In some patients with sympathetically maintained pain, regional sympathetic blockade relieves pain, making physical therapy possible. Oral analgesics (nonsteroidal anti-inflammatory drugs [NSAIDs], opioids, various adjuvant analgesics) may also relieve pain sufficiently to allow rehabilitation.
For neuromodulation, implanted spinal cord stimulators are being increasingly used. Dorsal root ganglion stimulation may target localized symptoms. Transcutaneous electrical nerve stimulation (TENS), applied at multiple locations with different stimulation parameters, may be effective but requires a long trial.
Neuraxial infusion with opioids, anesthetics, ziconotide, and/or clonidine may help, and intrathecal baclofen may reduce dystonia.
Physical therapy is essential. Goals include desensitization, strengthening, increased range of motion, and vocational rehabilitation.
Desensitization of an allodynic limb is also essential. This procedure involves first applying stimuli that are relatively nonirritating (eg, silk) and, then over time, increasing to more irritating stimuli (eg, denim). Desensitization can also involve thermal contrast baths, in which the affected limb is placed in a cool water bath, then placed in a warm water bath.

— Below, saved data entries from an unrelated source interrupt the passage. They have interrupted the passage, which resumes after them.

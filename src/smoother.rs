//! Trajectory smoothing.
//!
//! [`TrajectorySmoother`] maintains the cumulative camera path and returns,
//! for each frame, the correction the warper must apply so the path matches
//! a low-pass-filtered version of itself. Each component of the cumulative
//! motion (`dx`, `dy`, `scale`, `alpha`) is smoothed independently by a
//! centred moving average with a component-specific half-width.
//!
//! Future frames are not available in single-pass operation, so the
//! smoother runs on a delay line: pushing frame `t` emits the correction
//! for frame `t - W`, where `W` is the largest half-width. Startup and
//! shutdown pad with edge-clamp (the first and last samples repeated).
//!
//! A motion with zero confidence is a scene cut: pending corrections are
//! flushed with their partial windows and the cumulative path resets to
//! identity, so smoothing never bridges a cut.

use std::collections::VecDeque;

use log::debug;

use crate::config::StabilizationOptions;
use crate::motion::Motion;

/// A correction ready for warping, tagged with segment bookkeeping for the
/// autozoom planner.
#[derive(Debug, Clone, Copy)]
pub struct Correction {
    /// The sampling transform that cancels the jitter of this frame.
    pub motion: Motion,
    /// True for the first frame after a scene cut (and for frame 0).
    pub segment_start: bool,
}

/// Streaming smoother over the cumulative camera path.
pub struct TrajectorySmoother {
    /// Half-widths for `dx`, `dy`, `scale`, `alpha`.
    windows: [usize; 4],
    /// Largest half-width; the read-ahead of the delay line.
    lookahead: usize,
    /// Cumulative component samples of the current segment, a sliding
    /// window over `[base, base + history.len())`.
    history: VecDeque<[f64; 4]>,
    /// Segment index of `history[0]`.
    base: usize,
    /// Segment index of the next correction to emit.
    next_emit: usize,
    /// Number of samples pushed in the current segment.
    len: usize,
    cumulative: Motion,
}

impl TrajectorySmoother {
    pub fn new(options: &StabilizationOptions) -> Self {
        Self {
            windows: [
                options.x_smooth,
                options.y_smooth,
                options.scale_smooth,
                options.alpha_smooth,
            ],
            lookahead: options.max_window(),
            history: VecDeque::new(),
            base: 0,
            next_emit: 0,
            len: 0,
            cumulative: Motion::identity(),
        }
    }

    /// The number of frames the output lags behind the input.
    pub fn lookahead(&self) -> usize {
        self.lookahead
    }

    /// Feed the next per-frame motion; returns the corrections that became
    /// ready. Normally zero or one, but a scene cut flushes every pending
    /// frame of the finished segment.
    pub fn push(&mut self, motion: Motion) -> Vec<Correction> {
        let mut ready = Vec::new();

        if motion.is_scene_cut() {
            if self.len > 0 {
                debug!("scene cut after {} frames, flushing segment", self.len);
            }
            self.drain_pending(&mut ready);
            self.reset_segment();
        } else {
            self.cumulative = self.cumulative.then(&motion);
        }

        let components = [
            self.cumulative.shift.0,
            self.cumulative.shift.1,
            self.cumulative.scale,
            self.cumulative.alpha,
        ];
        self.history.push_back(components);
        self.len += 1;

        while self.next_emit + self.lookahead < self.len {
            ready.push(self.emit(self.next_emit));
            self.next_emit += 1;
            self.evict();
        }

        ready
    }

    /// Flush every pending correction at end of stream and reset.
    pub fn finish(&mut self) -> Vec<Correction> {
        let mut ready = Vec::new();
        self.drain_pending(&mut ready);
        self.reset_segment();
        ready
    }

    fn drain_pending(&mut self, out: &mut Vec<Correction>) {
        while self.next_emit < self.len {
            out.push(self.emit(self.next_emit));
            self.next_emit += 1;
        }
    }

    fn reset_segment(&mut self) {
        self.history.clear();
        self.base = 0;
        self.next_emit = 0;
        self.len = 0;
        self.cumulative = Motion::identity();
    }

    /// Drop history entries no smoothing window can reach any more.
    fn evict(&mut self) {
        while self.base + self.lookahead < self.next_emit {
            self.history.pop_front();
            self.base += 1;
        }
    }

    /// Correction for segment index `t`: the smoothed path composed against
    /// the inverse cumulative path, so that warping with it lands the frame
    /// on the smoothed trajectory.
    fn emit(&self, t: usize) -> Correction {
        let last = self.len - 1;
        let sample = |index: isize| -> [f64; 4] {
            let clamped = index.clamp(0, last as isize) as usize;
            self.history[clamped - self.base]
        };

        let mut smoothed = [0.0f64; 4];
        for (component, value) in smoothed.iter_mut().enumerate() {
            let w = self.windows[component] as isize;
            let mut sum = 0.0;
            for offset in -w..=w {
                sum += sample(t as isize + offset)[component];
            }
            *value = sum / (2 * w + 1) as f64;
        }

        let raw = sample(t as isize);
        let cumulative = Motion {
            shift: (raw[0], raw[1]),
            scale: raw[2],
            alpha: raw[3],
            confidence: 1.0,
        };
        let target = Motion {
            shift: (smoothed[0], smoothed[1]),
            scale: smoothed[2],
            alpha: smoothed[3],
            confidence: 1.0,
        };

        Correction {
            motion: target.inverse().then(&cumulative),
            segment_start: t == 0,
        }
    }
}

Mirror therapy has been reported to benefit patients with CRPS type 1 due to phantom limb pain or stroke. Patients straddle a large mirror between their legs. The mirror reflects the image of the unaffected limb and hides the affected (painful or missing) limb, giving patients the impression that they have two normal limbs. Patients are instructed to move the normal limb while viewing its reflected image in the mirror. This exercise tricks the brain into thinking that the affected or absent limb is moving without pain. Most patients who do this exercise for 30 minutes a day for 4 weeks report a substantial reduction in pain.
Acupuncture may help relieve the pain.
Complex regional pain syndrome may follow injury (to soft tissue, bone, or nerve), amputation, acute myocardial infarction, stroke, or cancer or have no apparent precipitant.
Diagnose CRPS if patients have neuropathic pain, allodynia or hyperalgesia, and focal autonomic dysregulation when no other cause is identified.
Prognosis is unpredictable, and treatment is often unsatisfactory.
Treat as early as possible using multiple modalities (eg, drugs used for neuropathic pain, physical therapy, sympathetic blockade, psychologic treatments, neuromodulation, mirror therapy).